Data provided:
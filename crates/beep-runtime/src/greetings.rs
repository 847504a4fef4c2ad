//! Channel 0 management messages
//!
//! Builders and parsers for `<greeting>`, `<start>`, `<close>`, `<profile>`,
//! `<ok>` and `<error>`. The parser is a small element scanner: enough XML
//! for these documents (attributes in either quote style, entities, CDATA,
//! comments and a prolog), nothing more.

use beep_core::{BeepError, Result};

/// A parsed element
#[derive(Debug, Clone, PartialEq, Eq, Default)]
pub struct Element {
    pub name: String,
    pub attrs: Vec<(String, String)>,
    pub children: Vec<Element>,
    /// Concatenated character data, entities resolved
    pub text: String,
}

impl Element {
    pub fn attr(&self, name: &str) -> Option<&str> {
        self.attrs.iter().find(|(n, _)| n == name).map(|(_, v)| v.as_str())
    }

    pub fn child(&self, name: &str) -> Option<&Element> {
        self.children.iter().find(|c| c.name == name)
    }
}

/// Request received on channel 0.
#[derive(Debug, Clone, PartialEq, Eq)]
pub enum ControlMessage {
    Start {
        number: u32,
        server_name: Option<String>,
        profile: String,
        encoding: Option<String>,
        piggyback: Option<String>,
    },
    Close {
        number: u32,
        code: u32,
    },
}

struct Scanner<'a> {
    src: &'a str,
    pos: usize,
}

impl<'a> Scanner<'a> {
    fn rest(&self) -> &'a str {
        &self.src[self.pos..]
    }

    fn error(&self, what: &str) -> BeepError {
        BeepError::Protocol(format!("malformed management message: {} at offset {}", what, self.pos))
    }

    fn skip_ws(&mut self) {
        let trimmed = self.rest().trim_start();
        self.pos = self.src.len() - trimmed.len();
    }

    fn eat(&mut self, token: &str) -> bool {
        if self.rest().starts_with(token) {
            self.pos += token.len();
            true
        } else {
            false
        }
    }

    /// Skip up to and including `end`.
    fn skip_past(&mut self, end: &str) -> Result<()> {
        match self.rest().find(end) {
            Some(i) => {
                self.pos += i + end.len();
                Ok(())
            }
            None => Err(self.error("unterminated markup")),
        }
    }

    /// Prolog, comments and processing instructions before the root.
    fn skip_misc(&mut self) -> Result<()> {
        loop {
            self.skip_ws();
            if self.eat("<?") {
                self.skip_past("?>")?;
            } else if self.eat("<!--") {
                self.skip_past("-->")?;
            } else if self.rest().starts_with("<!DOCTYPE") {
                self.skip_past(">")?;
            } else {
                return Ok(());
            }
        }
    }

    fn name(&mut self) -> Result<String> {
        let rest = self.rest();
        let len = rest
            .find(|c: char| c.is_whitespace() || c == '/' || c == '>' || c == '=')
            .unwrap_or(rest.len());
        if len == 0 {
            return Err(self.error("expected a name"));
        }
        self.pos += len;
        Ok(rest[..len].to_string())
    }

    fn element(&mut self) -> Result<Element> {
        if !self.eat("<") {
            return Err(self.error("expected '<'"));
        }
        let mut el = Element { name: self.name()?, ..Default::default() };
        loop {
            self.skip_ws();
            if self.eat("/>") {
                return Ok(el);
            }
            if self.eat(">") {
                break;
            }
            let attr = self.name()?;
            self.skip_ws();
            if !self.eat("=") {
                return Err(self.error("expected '='"));
            }
            self.skip_ws();
            let quote = match self.rest().chars().next() {
                Some(q @ ('\'' | '"')) => q,
                _ => return Err(self.error("expected a quoted value")),
            };
            self.pos += 1;
            let end = self.rest().find(quote).ok_or_else(|| self.error("unterminated attribute"))?;
            let value = unescape(&self.rest()[..end]);
            self.pos += end + 1;
            el.attrs.push((attr, value));
        }

        loop {
            if self.eat("</") {
                let closing = self.name()?;
                if closing != el.name {
                    return Err(self.error("mismatched closing tag"));
                }
                self.skip_ws();
                if !self.eat(">") {
                    return Err(self.error("expected '>'"));
                }
                return Ok(el);
            }
            if self.eat("<![CDATA[") {
                let end = self.rest().find("]]>").ok_or_else(|| self.error("unterminated CDATA"))?;
                el.text.push_str(&self.rest()[..end]);
                self.pos += end + 3;
            } else if self.eat("<!--") {
                self.skip_past("-->")?;
            } else if self.rest().starts_with('<') {
                el.children.push(self.element()?);
            } else {
                let end = self.rest().find('<').ok_or_else(|| self.error("unterminated element"))?;
                el.text.push_str(&unescape(&self.rest()[..end]));
                self.pos += end;
            }
        }
    }
}

/// Parse a management document into its root element.
pub fn parse(xml: &str) -> Result<Element> {
    let mut sc = Scanner { src: xml, pos: 0 };
    sc.skip_misc()?;
    let root = sc.element()?;
    sc.skip_misc()?;
    if !sc.rest().trim().is_empty() {
        return Err(sc.error("trailing content"));
    }
    Ok(root)
}

pub fn escape(text: &str) -> String {
    let mut out = String::with_capacity(text.len());
    for c in text.chars() {
        match c {
            '<' => out.push_str("&lt;"),
            '>' => out.push_str("&gt;"),
            '&' => out.push_str("&amp;"),
            '\'' => out.push_str("&apos;"),
            '"' => out.push_str("&quot;"),
            c => out.push(c),
        }
    }
    out
}

pub fn unescape(text: &str) -> String {
    if !text.contains('&') {
        return text.to_string();
    }
    let mut out = String::with_capacity(text.len());
    let mut rest = text;
    while let Some(i) = rest.find('&') {
        out.push_str(&rest[..i]);
        rest = &rest[i..];
        let end = match rest.find(';') {
            Some(e) => e,
            None => break,
        };
        let entity = &rest[1..end];
        let decoded = match entity {
            "lt" => Some('<'),
            "gt" => Some('>'),
            "amp" => Some('&'),
            "apos" => Some('\''),
            "quot" => Some('"'),
            _ => entity
                .strip_prefix("#x")
                .and_then(|h| u32::from_str_radix(h, 16).ok())
                .or_else(|| entity.strip_prefix('#').and_then(|d| d.parse().ok()))
                .and_then(char::from_u32),
        };
        match decoded {
            Some(c) => {
                out.push(c);
                rest = &rest[end + 1..];
            }
            None => {
                out.push('&');
                rest = &rest[1..];
            }
        }
    }
    out.push_str(rest);
    out
}

fn number_attr(el: &Element, name: &str) -> Result<u32> {
    el.attr(name)
        .ok_or_else(|| BeepError::Protocol(format!("<{}> without {}", el.name, name)))?
        .trim()
        .parse()
        .map_err(|_| BeepError::Protocol(format!("<{}> has a bad {}", el.name, name)))
}

pub fn build_greeting(profiles: &[String]) -> String {
    if profiles.is_empty() {
        return "<greeting />\r\n".to_string();
    }
    let mut out = String::from("<greeting>\r\n");
    for uri in profiles {
        out.push_str(&format!("   <profile uri='{}' />\r\n", escape(uri)));
    }
    out.push_str("</greeting>\r\n");
    out
}

/// Profile URIs advertised by a greeting.
pub fn parse_greeting(xml: &str) -> Result<Vec<String>> {
    let root = parse(xml)?;
    if root.name != "greeting" {
        return Err(BeepError::Protocol(format!("expected <greeting>, got <{}>", root.name)));
    }
    Ok(root
        .children
        .iter()
        .filter(|c| c.name == "profile")
        .filter_map(|c| c.attr("uri").map(str::to_string))
        .collect())
}

pub fn build_start(
    number: u32,
    server_name: Option<&str>,
    profile: &str,
    encoding: Option<&str>,
    piggyback: Option<&str>,
) -> String {
    let mut out = format!("<start number='{}'", number);
    if let Some(name) = server_name {
        out.push_str(&format!(" serverName='{}'", escape(name)));
    }
    out.push_str(&format!(">\r\n   <profile uri='{}'", escape(profile)));
    if let Some(enc) = encoding {
        out.push_str(&format!(" encoding='{}'", escape(enc)));
    }
    match piggyback {
        Some(content) => out.push_str(&format!("><![CDATA[{}]]></profile>\r\n", content)),
        None => out.push_str(" />\r\n"),
    }
    out.push_str("</start>\r\n");
    out
}

/// Positive reply to a start request.
pub fn build_profile_reply(profile: &str, piggyback: Option<&str>) -> String {
    match piggyback {
        Some(content) => format!("<profile uri='{}'><![CDATA[{}]]></profile>\r\n", escape(profile), content),
        None => format!("<profile uri='{}' />\r\n", escape(profile)),
    }
}

/// URI and piggyback of a positive start reply.
pub fn parse_profile_reply(xml: &str) -> Result<(String, Option<String>)> {
    let root = parse(xml)?;
    if root.name != "profile" {
        return Err(BeepError::Protocol(format!("expected <profile>, got <{}>", root.name)));
    }
    let uri = root
        .attr("uri")
        .ok_or_else(|| BeepError::Protocol("<profile> without uri".into()))?
        .to_string();
    let piggyback = (!root.text.trim().is_empty()).then(|| root.text.clone());
    Ok((uri, piggyback))
}

pub fn build_close(number: u32, code: u32) -> String {
    format!("<close number='{}' code='{}' />\r\n", number, code)
}

pub fn build_ok() -> String {
    "<ok />\r\n".to_string()
}

pub fn build_error(code: u32, message: &str) -> String {
    format!("<error code='{}'>{}</error>\r\n", code, escape(message))
}

pub fn is_ok(xml: &str) -> bool {
    matches!(parse(xml), Ok(root) if root.name == "ok")
}

/// Code and text of an `<error>` reply; unparseable replies give code 0
/// and the raw text.
pub fn parse_error(xml: &str) -> (u32, String) {
    match parse(xml) {
        Ok(root) if root.name == "error" => {
            let code = root.attr("code").and_then(|c| c.trim().parse().ok()).unwrap_or(0);
            (code, root.text.trim().to_string())
        }
        _ => (0, xml.trim().to_string()),
    }
}

/// Decode a MSG received on channel 0.
pub fn parse_request(xml: &str) -> Result<ControlMessage> {
    let root = parse(xml)?;
    match root.name.as_str() {
        "start" => {
            let number = number_attr(&root, "number")?;
            let profile = root
                .child("profile")
                .ok_or_else(|| BeepError::Protocol("<start> without <profile>".into()))?;
            let uri = profile
                .attr("uri")
                .ok_or_else(|| BeepError::Protocol("<profile> without uri".into()))?;
            Ok(ControlMessage::Start {
                number,
                server_name: root.attr("serverName").map(str::to_string),
                profile: uri.to_string(),
                encoding: profile.attr("encoding").map(str::to_string),
                piggyback: (!profile.text.trim().is_empty()).then(|| profile.text.clone()),
            })
        }
        "close" => Ok(ControlMessage::Close {
            number: number_attr(&root, "number")?,
            code: number_attr(&root, "code").unwrap_or(200),
        }),
        other => Err(BeepError::Protocol(format!("unknown management element <{}>", other))),
    }
}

Problem statement:
A single number is expected here: the count of lines in the material above with "trimmed" in them.

Answer area:
2